In 1987, academic and political observer Chandra Muzaffar published a seminal work, Islamic Resurgence in Malaysia, analysing the rise of religiosity in Malaysian society and its impact on Malaysian social, economic and political life. The community's outlook was undergoing change: more urban dwellers wanted to be in touch with religious values, and this meant embracing conservative teachings. Chandra defined Islamic resurgence to mean “the endeavour to establish Islamic values, Islamic practices, Islamic institutions, Islamic laws, indeed Islam in its entirety, in the lives of Muslims everywhere. It is an attempt to re-create an Islamic ethos, an Islamic social order, at the vortex of which is the Islamic human being, guided by the Quran and Sunnah.” The causes were multifold. Malaysia was undergoing political and economic changes with Mahathir Mohamad taking over as the country's prime minister in 1981. The country was also undergoing rapid urbanization and industrialization, and those from the working class sought to strengthen their religious values so that they could have some form of spirituality to fall back on. Second, international events that seemingly oppressed the Islamic world—such as Arab wars, the Palestinian issue and the Soviet invasion of Afghanistan in 1979—led to Malaysian Muslims wanting to be part of the global ummah and to stand up against imperialists. Islamist literature is used to strengthen anti-colonial sentiments. The Iranian revolution of 1979 was also significant because it inspired many Muslims to believe the leadership of the ulama (Islamic religious elites) could generate social change. The Iranian revolution sparked interest in many Islamic societies, including Malaysia, because they saw Islam as a force to unite fragmented societies against the West and oppression. This also meant the ulama could lead a revolution and provide the necessary leadership to mitigate their hardships.

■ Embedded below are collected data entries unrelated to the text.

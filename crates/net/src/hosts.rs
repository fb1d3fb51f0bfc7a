// SPDX-License-Identifier: BUSL-1.1
// Copyright (c) 2026 Alfred Jean LLC

//! Hostname-to-certificate manager with SNI resolution.
//!
//! Each `host { }` block yields one certified key shared by all of the
//! block's hostname patterns. Lookups take the most-specific match;
//! `*` is the terminal fallback and also serves clients that send no
//! SNI at all.

use rustls::crypto::aws_lc_rs::sign::any_supported_type;
use rustls::server::{ClientHello, ResolvesServerCert};
use rustls::sign::CertifiedKey;
use rustls::ServerConfig;
use rustls_pki_types::{CertificateDer, PrivateKeyDer};
use std::path::Path;
use std::sync::Arc;
use sy_config::{HostConfig, Protocol};
use sy_core::{PathKey, PathMap};
use thiserror::Error;

/// Errors from host-manager construction.
#[derive(Debug, Error)]
pub enum HostsError {
    #[error("cannot read {path}: {source}")]
    Io {
        path: String,
        #[source]
        source: std::io::Error,
    },

    #[error("no certificates found in {0}")]
    NoCertificates(String),

    #[error("no private key found in {0}")]
    NoPrivateKey(String),

    #[error("invalid certificate material in {origin}: {detail}")]
    BadMaterial { origin: String, detail: String },

    #[error("invalid hostname pattern {pattern:?}: {source}")]
    BadHostname {
        pattern: String,
        #[source]
        source: sy_core::PathKeyError,
    },

    #[error("hostname bound twice: {0:?}")]
    DuplicateHostname(String),
}

/// Immutable map from hostname patterns to TLS material.
pub struct HostManager {
    map: PathMap<Arc<CertifiedKey>>,
}

impl std::fmt::Debug for HostManager {
    fn fmt(&self, f: &mut std::fmt::Formatter<'_>) -> std::fmt::Result {
        f.debug_struct("HostManager")
            .field("hostnames", &self.map.len())
            .finish()
    }
}

impl HostManager {
    /// Build from `host` blocks. Relative certificate/key paths are
    /// resolved against `base_dir`.
    pub fn from_configs(hosts: &[HostConfig], base_dir: &Path) -> Result<Self, HostsError> {
        let mut map = PathMap::new();
        for host in hosts {
            let certified = Arc::new(load_certified_key(host, base_dir)?);
            for pattern in &host.hostnames {
                let key = PathKey::parse_hostname(pattern, true).map_err(|source| {
                    HostsError::BadHostname { pattern: pattern.clone(), source }
                })?;
                map.add(&key, Arc::clone(&certified))
                    .map_err(|_| HostsError::DuplicateHostname(pattern.clone()))?;
            }
        }
        Ok(Self { map })
    }

    /// Number of bound hostname patterns.
    pub fn len(&self) -> usize {
        self.map.len()
    }

    pub fn is_empty(&self) -> bool {
        self.map.is_empty()
    }

    /// Most-specific certificate for `name`, if any.
    pub fn find_context(&self, name: &str) -> Option<Arc<CertifiedKey>> {
        let key = PathKey::parse_hostname(name, true).ok()?;
        self.map.find(&key).map(|hit| Arc::clone(hit.value()))
    }

    /// The `*` fallback entry, used when a client sends no SNI.
    pub fn default_context(&self) -> Option<Arc<CertifiedKey>> {
        self.map
            .find(&PathKey::any())
            .map(|hit| Arc::clone(hit.value()))
    }

    /// A rustls server config using this manager for SNI, with ALPN
    /// set for `protocol`.
    pub fn server_config(self: &Arc<Self>, protocol: Protocol) -> ServerConfig {
        let mut config = ServerConfig::builder()
            .with_no_client_auth()
            .with_cert_resolver(Arc::clone(self) as Arc<dyn ResolvesServerCert>);
        config.alpn_protocols = match protocol {
            Protocol::Http2 => vec![b"h2".to_vec(), b"http/1.1".to_vec()],
            _ => vec![b"http/1.1".to_vec()],
        };
        config
    }
}

impl ResolvesServerCert for HostManager {
    fn resolve(&self, client_hello: ClientHello<'_>) -> Option<Arc<CertifiedKey>> {
        match client_hello.server_name() {
            Some(name) => self.find_context(name).or_else(|| self.default_context()),
            None => self.default_context(),
        }
    }
}

/// Read a PEM value that is either inline material or a file path.
fn read_pem(value: &str, base_dir: &Path) -> Result<(Vec<u8>, String), HostsError> {
    if HostConfig::is_inline_pem(value) {
        return Ok((value.as_bytes().to_vec(), "(inline pem)".to_string()));
    }
    let path = base_dir.join(value);
    let origin = path.display().to_string();
    let bytes = std::fs::read(&path).map_err(|source| HostsError::Io {
        path: origin.clone(),
        source,
    })?;
    Ok((bytes, origin))
}

fn load_certified_key(host: &HostConfig, base_dir: &Path) -> Result<CertifiedKey, HostsError> {
    let (cert_pem, cert_origin) = read_pem(&host.certificate, base_dir)?;
    let certs: Vec<CertificateDer<'static>> =
        rustls_pemfile::certs(&mut cert_pem.as_slice())
            .collect::<Result<_, _>>()
            .map_err(|error| HostsError::BadMaterial {
                origin: cert_origin.clone(),
                detail: error.to_string(),
            })?;
    if certs.is_empty() {
        return Err(HostsError::NoCertificates(cert_origin));
    }

    let (key_pem, key_origin) = read_pem(&host.private_key, base_dir)?;
    let key: PrivateKeyDer<'static> =
        rustls_pemfile::private_key(&mut key_pem.as_slice())
            .map_err(|error| HostsError::BadMaterial {
                origin: key_origin.clone(),
                detail: error.to_string(),
            })?
            .ok_or_else(|| HostsError::NoPrivateKey(key_origin.clone()))?;

    let signing_key = any_supported_type(&key).map_err(|error| HostsError::BadMaterial {
        origin: key_origin,
        detail: error.to_string(),
    })?;

    Ok(CertifiedKey::new(certs, signing_key))
}

#[cfg(test)]
#[path = "hosts_tests.rs"]
mod tests;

In the 1980s and 1990s, Islamic institutions were built and expanded. While the Malaysian government intended to out-Islamize PAS (Islamic Party of Malaysia)—which was also undergoing reforms after infighting in the 1970s—some of these institutions supported Mahathir's procapitalistic, industrialization and development models. It was during this period that the state began to support Islamic finance, banking and the halal economy.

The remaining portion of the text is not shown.